MATERIAL FOR THE TASK START
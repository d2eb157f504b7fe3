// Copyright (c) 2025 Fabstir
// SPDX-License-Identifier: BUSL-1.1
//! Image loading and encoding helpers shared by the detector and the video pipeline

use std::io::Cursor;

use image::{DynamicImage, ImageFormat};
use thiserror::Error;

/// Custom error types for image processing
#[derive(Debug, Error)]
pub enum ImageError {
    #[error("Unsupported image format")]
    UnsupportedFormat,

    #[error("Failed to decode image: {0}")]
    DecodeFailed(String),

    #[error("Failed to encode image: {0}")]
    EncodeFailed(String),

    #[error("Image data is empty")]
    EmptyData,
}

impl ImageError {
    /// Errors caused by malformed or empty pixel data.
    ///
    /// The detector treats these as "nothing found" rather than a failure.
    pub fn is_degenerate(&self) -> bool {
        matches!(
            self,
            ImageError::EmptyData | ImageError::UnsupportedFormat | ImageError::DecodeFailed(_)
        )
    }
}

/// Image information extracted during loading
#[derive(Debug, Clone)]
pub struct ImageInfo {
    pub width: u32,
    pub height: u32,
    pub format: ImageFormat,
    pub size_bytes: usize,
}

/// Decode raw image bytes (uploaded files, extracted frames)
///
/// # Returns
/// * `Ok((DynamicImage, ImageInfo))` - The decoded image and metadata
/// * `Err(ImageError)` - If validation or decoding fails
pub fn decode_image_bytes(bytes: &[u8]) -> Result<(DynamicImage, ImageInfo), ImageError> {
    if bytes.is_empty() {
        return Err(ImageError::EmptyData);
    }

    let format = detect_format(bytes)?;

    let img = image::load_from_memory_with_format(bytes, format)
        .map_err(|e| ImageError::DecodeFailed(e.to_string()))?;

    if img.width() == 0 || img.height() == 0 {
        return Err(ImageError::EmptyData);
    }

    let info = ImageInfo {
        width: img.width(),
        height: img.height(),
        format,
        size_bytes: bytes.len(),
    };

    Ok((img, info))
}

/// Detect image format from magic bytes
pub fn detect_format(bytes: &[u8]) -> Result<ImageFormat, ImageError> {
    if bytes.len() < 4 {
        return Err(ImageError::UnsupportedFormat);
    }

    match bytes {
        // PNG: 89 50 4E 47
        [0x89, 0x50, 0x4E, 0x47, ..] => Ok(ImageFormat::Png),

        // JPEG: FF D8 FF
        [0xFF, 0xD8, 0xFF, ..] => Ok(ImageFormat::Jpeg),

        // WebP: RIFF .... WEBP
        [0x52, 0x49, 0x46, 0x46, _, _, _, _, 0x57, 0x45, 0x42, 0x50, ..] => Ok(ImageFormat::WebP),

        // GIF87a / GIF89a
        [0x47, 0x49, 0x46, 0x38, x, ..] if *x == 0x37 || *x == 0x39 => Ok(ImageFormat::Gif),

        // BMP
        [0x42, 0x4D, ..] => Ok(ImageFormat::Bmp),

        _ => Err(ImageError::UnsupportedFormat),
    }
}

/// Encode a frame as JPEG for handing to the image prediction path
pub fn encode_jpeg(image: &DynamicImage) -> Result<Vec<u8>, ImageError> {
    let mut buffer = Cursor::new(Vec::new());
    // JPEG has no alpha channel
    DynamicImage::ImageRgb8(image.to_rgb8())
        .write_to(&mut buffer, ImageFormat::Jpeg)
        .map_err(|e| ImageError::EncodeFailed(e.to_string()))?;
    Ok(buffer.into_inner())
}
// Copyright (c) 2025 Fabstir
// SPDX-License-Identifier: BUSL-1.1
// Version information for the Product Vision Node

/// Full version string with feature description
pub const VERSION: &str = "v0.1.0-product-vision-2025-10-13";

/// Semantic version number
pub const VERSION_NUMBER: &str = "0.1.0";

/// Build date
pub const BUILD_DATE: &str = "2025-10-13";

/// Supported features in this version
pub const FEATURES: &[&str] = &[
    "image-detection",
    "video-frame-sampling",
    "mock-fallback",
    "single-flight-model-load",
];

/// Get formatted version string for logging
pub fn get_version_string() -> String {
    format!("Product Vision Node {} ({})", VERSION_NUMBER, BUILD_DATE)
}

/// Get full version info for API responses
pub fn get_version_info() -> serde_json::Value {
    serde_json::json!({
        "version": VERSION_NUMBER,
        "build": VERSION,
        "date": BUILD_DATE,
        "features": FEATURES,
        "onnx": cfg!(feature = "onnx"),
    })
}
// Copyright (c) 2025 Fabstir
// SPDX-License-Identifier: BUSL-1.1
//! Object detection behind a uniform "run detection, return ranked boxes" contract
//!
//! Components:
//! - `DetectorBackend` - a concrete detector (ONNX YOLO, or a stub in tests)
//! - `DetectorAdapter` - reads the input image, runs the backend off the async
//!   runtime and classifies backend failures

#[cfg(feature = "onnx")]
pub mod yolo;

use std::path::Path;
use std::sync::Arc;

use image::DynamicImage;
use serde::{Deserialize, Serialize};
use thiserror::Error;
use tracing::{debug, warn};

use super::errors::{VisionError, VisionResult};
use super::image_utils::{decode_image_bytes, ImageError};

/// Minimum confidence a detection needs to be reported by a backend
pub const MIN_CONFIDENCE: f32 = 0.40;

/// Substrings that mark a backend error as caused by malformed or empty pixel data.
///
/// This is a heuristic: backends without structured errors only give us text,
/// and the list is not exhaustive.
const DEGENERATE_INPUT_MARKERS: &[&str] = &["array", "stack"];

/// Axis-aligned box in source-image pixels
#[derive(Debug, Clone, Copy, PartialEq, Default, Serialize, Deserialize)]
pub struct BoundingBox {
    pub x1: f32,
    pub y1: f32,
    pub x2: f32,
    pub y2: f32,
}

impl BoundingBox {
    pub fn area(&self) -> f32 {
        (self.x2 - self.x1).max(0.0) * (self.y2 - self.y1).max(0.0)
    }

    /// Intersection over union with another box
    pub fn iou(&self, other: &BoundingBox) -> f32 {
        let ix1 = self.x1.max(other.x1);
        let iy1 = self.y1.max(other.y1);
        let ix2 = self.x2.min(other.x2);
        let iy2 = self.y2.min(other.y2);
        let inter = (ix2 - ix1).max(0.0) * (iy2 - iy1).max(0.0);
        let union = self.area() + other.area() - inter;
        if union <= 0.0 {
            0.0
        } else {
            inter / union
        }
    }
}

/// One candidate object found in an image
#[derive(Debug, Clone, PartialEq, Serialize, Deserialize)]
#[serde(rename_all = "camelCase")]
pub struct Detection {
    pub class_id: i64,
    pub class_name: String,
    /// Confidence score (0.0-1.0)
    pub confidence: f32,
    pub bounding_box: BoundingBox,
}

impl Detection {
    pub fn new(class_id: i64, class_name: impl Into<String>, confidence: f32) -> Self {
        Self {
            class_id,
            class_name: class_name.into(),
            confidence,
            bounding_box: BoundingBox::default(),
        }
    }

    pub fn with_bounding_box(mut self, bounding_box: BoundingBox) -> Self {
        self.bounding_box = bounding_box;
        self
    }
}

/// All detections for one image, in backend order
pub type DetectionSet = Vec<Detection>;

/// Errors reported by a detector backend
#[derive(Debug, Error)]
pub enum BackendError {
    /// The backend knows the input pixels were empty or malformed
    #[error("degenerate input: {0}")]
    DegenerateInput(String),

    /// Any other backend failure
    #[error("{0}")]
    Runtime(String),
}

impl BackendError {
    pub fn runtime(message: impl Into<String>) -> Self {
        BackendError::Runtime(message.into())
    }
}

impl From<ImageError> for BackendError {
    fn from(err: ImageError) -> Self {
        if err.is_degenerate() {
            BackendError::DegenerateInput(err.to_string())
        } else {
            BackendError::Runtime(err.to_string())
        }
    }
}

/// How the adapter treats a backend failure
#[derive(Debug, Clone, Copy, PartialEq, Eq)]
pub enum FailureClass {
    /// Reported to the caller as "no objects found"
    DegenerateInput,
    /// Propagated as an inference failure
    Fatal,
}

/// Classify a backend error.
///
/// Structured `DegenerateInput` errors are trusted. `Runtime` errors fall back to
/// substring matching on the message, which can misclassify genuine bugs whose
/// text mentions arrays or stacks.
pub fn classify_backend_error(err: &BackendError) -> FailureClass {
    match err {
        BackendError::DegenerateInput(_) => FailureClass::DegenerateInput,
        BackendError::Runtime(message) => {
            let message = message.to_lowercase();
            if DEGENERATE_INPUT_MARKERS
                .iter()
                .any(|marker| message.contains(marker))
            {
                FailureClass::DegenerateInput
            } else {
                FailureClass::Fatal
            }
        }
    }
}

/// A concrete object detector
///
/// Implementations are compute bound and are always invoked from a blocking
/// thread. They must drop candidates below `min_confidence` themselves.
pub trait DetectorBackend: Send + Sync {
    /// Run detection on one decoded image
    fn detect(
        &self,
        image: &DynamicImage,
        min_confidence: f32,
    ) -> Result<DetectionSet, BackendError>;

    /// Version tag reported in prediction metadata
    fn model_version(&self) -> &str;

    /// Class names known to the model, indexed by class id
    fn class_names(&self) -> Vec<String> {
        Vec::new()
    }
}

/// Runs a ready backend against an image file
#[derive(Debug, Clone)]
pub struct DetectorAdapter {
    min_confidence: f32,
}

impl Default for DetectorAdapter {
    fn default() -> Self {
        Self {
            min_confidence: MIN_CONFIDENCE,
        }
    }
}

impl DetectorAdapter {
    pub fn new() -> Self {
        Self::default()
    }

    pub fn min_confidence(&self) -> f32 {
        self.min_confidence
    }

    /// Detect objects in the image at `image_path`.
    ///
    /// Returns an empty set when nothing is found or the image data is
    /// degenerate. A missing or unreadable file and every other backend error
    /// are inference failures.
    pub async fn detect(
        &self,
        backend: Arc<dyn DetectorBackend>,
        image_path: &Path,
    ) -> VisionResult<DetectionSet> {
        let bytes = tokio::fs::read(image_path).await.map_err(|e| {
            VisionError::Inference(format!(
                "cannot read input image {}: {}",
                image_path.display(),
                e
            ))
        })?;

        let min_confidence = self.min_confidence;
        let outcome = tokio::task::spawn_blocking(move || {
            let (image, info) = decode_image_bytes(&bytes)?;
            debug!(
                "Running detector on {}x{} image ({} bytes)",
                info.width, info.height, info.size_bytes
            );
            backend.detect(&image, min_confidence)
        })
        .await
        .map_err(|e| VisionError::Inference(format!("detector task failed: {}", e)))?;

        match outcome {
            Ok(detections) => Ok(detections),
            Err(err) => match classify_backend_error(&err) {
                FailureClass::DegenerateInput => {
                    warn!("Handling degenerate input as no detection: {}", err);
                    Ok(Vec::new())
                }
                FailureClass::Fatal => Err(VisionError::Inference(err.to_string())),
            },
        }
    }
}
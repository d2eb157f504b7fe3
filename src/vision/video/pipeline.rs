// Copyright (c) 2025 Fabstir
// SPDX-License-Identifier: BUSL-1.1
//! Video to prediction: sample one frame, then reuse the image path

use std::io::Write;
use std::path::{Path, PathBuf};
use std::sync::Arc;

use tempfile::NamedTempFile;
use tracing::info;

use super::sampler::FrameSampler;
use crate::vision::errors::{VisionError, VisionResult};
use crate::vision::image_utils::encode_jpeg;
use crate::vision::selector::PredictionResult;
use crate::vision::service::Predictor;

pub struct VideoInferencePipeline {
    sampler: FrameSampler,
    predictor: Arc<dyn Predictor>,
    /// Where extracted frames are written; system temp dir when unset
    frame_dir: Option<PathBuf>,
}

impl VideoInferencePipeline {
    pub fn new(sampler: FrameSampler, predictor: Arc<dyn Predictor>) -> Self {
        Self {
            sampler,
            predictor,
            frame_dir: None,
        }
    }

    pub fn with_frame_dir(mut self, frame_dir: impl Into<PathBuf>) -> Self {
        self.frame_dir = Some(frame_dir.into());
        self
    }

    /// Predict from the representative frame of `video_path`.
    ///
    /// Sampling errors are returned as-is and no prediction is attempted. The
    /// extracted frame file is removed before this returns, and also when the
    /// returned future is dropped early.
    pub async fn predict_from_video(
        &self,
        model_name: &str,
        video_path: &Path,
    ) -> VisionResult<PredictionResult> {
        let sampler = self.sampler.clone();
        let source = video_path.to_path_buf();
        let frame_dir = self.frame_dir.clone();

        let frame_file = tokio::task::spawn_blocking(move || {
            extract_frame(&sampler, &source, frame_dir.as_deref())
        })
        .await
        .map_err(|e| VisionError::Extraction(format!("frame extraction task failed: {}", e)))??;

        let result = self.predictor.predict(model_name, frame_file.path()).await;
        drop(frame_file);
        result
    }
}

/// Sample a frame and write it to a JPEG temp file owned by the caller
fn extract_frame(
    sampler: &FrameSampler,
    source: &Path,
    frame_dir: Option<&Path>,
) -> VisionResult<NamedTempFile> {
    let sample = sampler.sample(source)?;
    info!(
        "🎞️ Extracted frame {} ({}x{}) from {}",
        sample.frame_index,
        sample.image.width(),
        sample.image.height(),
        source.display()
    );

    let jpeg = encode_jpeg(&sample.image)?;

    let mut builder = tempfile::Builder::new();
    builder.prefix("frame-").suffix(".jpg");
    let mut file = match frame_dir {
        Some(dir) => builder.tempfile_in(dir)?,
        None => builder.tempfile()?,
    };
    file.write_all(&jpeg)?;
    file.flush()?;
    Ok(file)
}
MATERIAL FOR THE TASK END
▸ **TASK INSTRUCTIONS**: In the listing above, find the line containing "read input image" and the line containing "info.width, info.height, info.size_bytes", then repeat those two lines and everything between them exactly.

▸ **EXERCISE ANSWER**:
                "cannot read input image {}: {}",
                image_path.display(),
                e
            ))
        })?;

        let min_confidence = self.min_confidence;
        let outcome = tokio::task::spawn_blocking(move || {
            let (image, info) = decode_image_bytes(&bytes)?;
            debug!(
                "Running detector on {}x{} image ({} bytes)",
                info.width, info.height, info.size_bytes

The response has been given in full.